If a line in the data contains "application", copy it out.
Top of Source material
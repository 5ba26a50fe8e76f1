//! HTTP transport to the NeuralLog ingestion server
//!
//! A single record is posted to `{server}/logs/{log_name}`; several records go
//! to `{server}/logs/{log_name}/batch` as a JSON array. Outside the `default`
//! namespace both paths are prefixed with `/{namespace}`. Names are
//! percent-encoded as single path segments.

use crate::core::{
    EffectiveConfig, LogRecord, NeuralLogError, Result, Transport, TransportFactory,
    DEFAULT_NAMESPACE,
};
use flate2::{write::GzEncoder, Compression};
use reqwest::header::{HeaderMap, HeaderName, HeaderValue, CONTENT_ENCODING, CONTENT_TYPE};
use reqwest::Url;
use std::io::Write;
use std::sync::Arc;
use std::time::Duration;

/// Request timeout unless configured otherwise
pub const DEFAULT_HTTP_TIMEOUT: Duration = Duration::from_secs(5);

/// Client-side settings not covered by [`EffectiveConfig`]
#[derive(Debug, Clone, Copy, PartialEq, Eq)]
pub struct HttpOptions {
    pub timeout: Duration,
    /// Compress request bodies with gzip
    pub gzip: bool,
}

impl Default for HttpOptions {
    fn default() -> Self {
        Self {
            timeout: DEFAULT_HTTP_TIMEOUT,
            gzip: false,
        }
    }
}

/// Posts records as JSON with the configured headers
///
/// # Example
///
/// ```no_run
/// use neurallog::prelude::*;
/// use neurallog::transports::HttpTransport;
/// use std::sync::Arc;
///
/// let config = EffectiveConfig::builder()
///     .server_url("http://logs.internal:3030")
///     .header("Authorization", "Bearer token")
///     .build();
/// let transport = HttpTransport::new(&config).expect("valid headers");
/// let dispatcher = Dispatcher::builder("checkout", Arc::new(transport))
///     .config(Arc::new(config))
///     .build()
///     .expect("dispatcher");
/// dispatcher.info("order placed");
/// ```
pub struct HttpTransport {
    client: reqwest::blocking::Client,
    server_url: Url,
    headers: HeaderMap,
    gzip: bool,
}

impl HttpTransport {
    pub fn new(config: &EffectiveConfig) -> Result<Self> {
        Self::with_options(config, HttpOptions::default())
    }

    pub fn with_options(config: &EffectiveConfig, options: HttpOptions) -> Result<Self> {
        let server_url = Url::parse(config.server_url())
            .map_err(|e| NeuralLogError::config("HttpTransport", format!("server URL '{}': {}", config.server_url(), e)))?;
        if server_url.cannot_be_a_base() {
            return Err(NeuralLogError::config(
                "HttpTransport",
                format!("server URL '{}' cannot carry a path", server_url),
            ));
        }

        let client = reqwest::blocking::Client::builder()
            .timeout(options.timeout)
            .build()?;

        let mut headers = HeaderMap::new();
        for (name, value) in config.headers() {
            let name = HeaderName::from_bytes(name.as_bytes())
                .map_err(|e| NeuralLogError::config("HttpTransport", format!("header '{}': {}", name, e)))?;
            let value = HeaderValue::from_str(value)
                .map_err(|e| NeuralLogError::config("HttpTransport", format!("header '{}': {}", name, e)))?;
            headers.insert(name, value);
        }
        headers.insert(CONTENT_TYPE, HeaderValue::from_static("application/json"));
        if options.gzip {
            headers.insert(CONTENT_ENCODING, HeaderValue::from_static("gzip"));
        }

        Ok(Self {
            client,
            server_url,
            headers,
            gzip: options.gzip,
        })
    }

    /// URL for a delivery of one (`batch == false`) or several records
    pub fn endpoint(&self, log_name: &str, namespace: &str, batch: bool) -> Result<Url> {
        let mut url = self.server_url.clone();
        {
            let mut segments = url.path_segments_mut().map_err(|_| {
                NeuralLogError::config("HttpTransport", format!("server URL '{}' cannot carry a path", self.server_url))
            })?;
            segments.pop_if_empty();
            if !namespace.is_empty() && namespace != DEFAULT_NAMESPACE {
                segments.push(namespace);
            }
            segments.push("logs").push(log_name);
            if batch {
                segments.push("batch");
            }
        }
        Ok(url)
    }

    fn compress(body: &[u8]) -> std::io::Result<Vec<u8>> {
        let mut encoder = GzEncoder::new(Vec::new(), Compression::default());
        encoder.write_all(body)?;
        encoder.finish()
    }
}

impl Transport for HttpTransport {
    fn send(&self, log_name: &str, entries: &[LogRecord], namespace: &str) -> Result<()> {
        let (url, body) = match entries {
            [] => return Ok(()),
            [single] => (self.endpoint(log_name, namespace, false)?, serde_json::to_vec(single)?),
            many => (self.endpoint(log_name, namespace, true)?, serde_json::to_vec(many)?),
        };
        let body = if self.gzip { Self::compress(&body)? } else { body };

        let response = self
            .client
            .post(url.clone())
            .headers(self.headers.clone())
            .body(body)
            .send()
            .map_err(|e| NeuralLogError::dispatch(log_name, entries.len(), format!("Request failed: {}", e)))?;

        if !response.status().is_success() {
            return Err(NeuralLogError::dispatch(
                log_name,
                entries.len(),
                format!("HTTP {} from {}", response.status(), url),
            ));
        }
        Ok(())
    }

    fn name(&self) -> &str {
        "http"
    }
}

/// Builds one [`HttpTransport`] per dispatcher
#[derive(Debug, Clone, Copy, Default)]
pub struct HttpTransportFactory {
    pub options: HttpOptions,
}

impl HttpTransportFactory {
    pub fn new(options: HttpOptions) -> Self {
        Self { options }
    }
}

impl TransportFactory for HttpTransportFactory {
    fn create(&self, config: &EffectiveConfig) -> Result<Arc<dyn Transport>> {
        Ok(Arc::new(HttpTransport::with_options(config, self.options)?))
    }
}

#[cfg(test)]
mod tests {
    use super::*;
    use crate::core::{ConfigOverrides, LogLevel};
    use flate2::read::GzDecoder;
    use mockito::{Matcher, Server};
    use serde_json::json;
    use std::io::Read;

    fn transport_for(server: &Server, options: HttpOptions) -> HttpTransport {
        let config = ConfigOverrides::new()
            .server_url(format!("{}/", server.url()))
            .header("X-Api-Key", "secret")
            .build();
        HttpTransport::with_options(&config, options).unwrap()
    }

    #[test]
    fn test_endpoints() {
        let config = ConfigOverrides::new().server_url("http://logs:3030").build();
        let transport = HttpTransport::new(&config).unwrap();

        assert_eq!(
            transport.endpoint("svc", "default", false).unwrap().as_str(),
            "http://logs:3030/logs/svc"
        );
        assert_eq!(
            transport.endpoint("svc", "prod", true).unwrap().as_str(),
            "http://logs:3030/prod/logs/svc/batch"
        );
    }

    #[test]
    fn test_endpoint_encodes_names() {
        let config = ConfigOverrides::new().server_url("http://logs:3030/ingest/").build();
        let transport = HttpTransport::new(&config).unwrap();

        assert_eq!(
            transport.endpoint("a/b?c#d", "team/x", false).unwrap().as_str(),
            "http://logs:3030/ingest/team%2Fx/logs/a%2Fb%3Fc%23d"
        );
    }

    #[test]
    fn test_name_with_slash_posted_to_single_segment() {
        let mut server = Server::new();
        let mock = server
            .mock("POST", "/logs/billing%2Finvoices")
            .with_status(200)
            .create();

        let transport = transport_for(&server, HttpOptions::default());
        let record = LogRecord::new("billing/invoices", LogLevel::Info, "sent");
        transport.send("billing/invoices", &[record], "default").unwrap();

        mock.assert();
    }

    #[test]
    fn test_invalid_server_url_rejected() {
        let config = ConfigOverrides::new().server_url("not a url").build();
        assert!(matches!(
            HttpTransport::new(&config),
            Err(NeuralLogError::InvalidConfiguration { .. })
        ));
    }

    #[test]
    fn test_single_record_posted_as_object() {
        let mut server = Server::new();
        let mock = server
            .mock("POST", "/logs/svc")
            .match_header("X-Api-Key", "secret")
            .match_header("Content-Type", "application/json")
            .match_body(Matcher::PartialJson(json!({
                "level": "ERROR",
                "message": "bad",
                "logName": "svc"
            })))
            .with_status(201)
            .create();

        let transport = transport_for(&server, HttpOptions::default());
        let record = LogRecord::new("svc", LogLevel::Error, "bad");
        transport.send("svc", &[record], "default").unwrap();

        mock.assert();
    }

    #[test]
    fn test_batch_posted_as_array_under_namespace() {
        let mut server = Server::new();
        let mock = server
            .mock("POST", "/prod/logs/svc/batch")
            .match_body(Matcher::Regex(r#"^\[\{.*\},\{.*\}\]$"#.to_string()))
            .with_status(200)
            .create();

        let transport = transport_for(&server, HttpOptions::default());
        let records = vec![
            LogRecord::new("svc", LogLevel::Info, "one"),
            LogRecord::new("svc", LogLevel::Info, "two"),
        ];
        transport.send("svc", &records, "prod").unwrap();

        mock.assert();
    }

    #[test]
    fn test_non_success_status_is_dispatch_error() {
        let mut server = Server::new();
        let _mock = server.mock("POST", "/logs/svc").with_status(503).create();

        let transport = transport_for(&server, HttpOptions::default());
        let err = transport
            .send("svc", &[LogRecord::new("svc", LogLevel::Warn, "x")], "default")
            .unwrap_err();

        match err {
            NeuralLogError::Dispatch { count, message, .. } => {
                assert_eq!(count, 1);
                assert!(message.contains("503"));
            }
            other => panic!("unexpected error: {other}"),
        }
    }

    #[test]
    fn test_gzip_body() {
        let mut server = Server::new();
        let mock = server
            .mock("POST", "/logs/svc")
            .match_header("Content-Encoding", "gzip")
            .match_request(|request| {
                let mut decoded = String::new();
                let body = request.body().expect("body");
                GzDecoder::new(body.as_slice())
                    .read_to_string(&mut decoded)
                    .is_ok()
                    && decoded.contains("\"message\":\"zipped\"")
            })
            .with_status(200)
            .create();

        let transport = transport_for(
            &server,
            HttpOptions {
                gzip: true,
                ..HttpOptions::default()
            },
        );
        transport
            .send("svc", &[LogRecord::new("svc", LogLevel::Info, "zipped")], "default")
            .unwrap();

        mock.assert();
    }

    #[test]
    fn test_invalid_header_rejected() {
        let config = ConfigOverrides::new().header("bad header", "x").build();
        assert!(matches!(
            HttpTransport::new(&config),
            Err(NeuralLogError::InvalidConfiguration { .. })
        ));
    }
}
Bottom of Source material
### The completed task:
        headers.insert(CONTENT_TYPE, HeaderValue::from_static("application/json"));
            .match_header("Content-Type", "application/json")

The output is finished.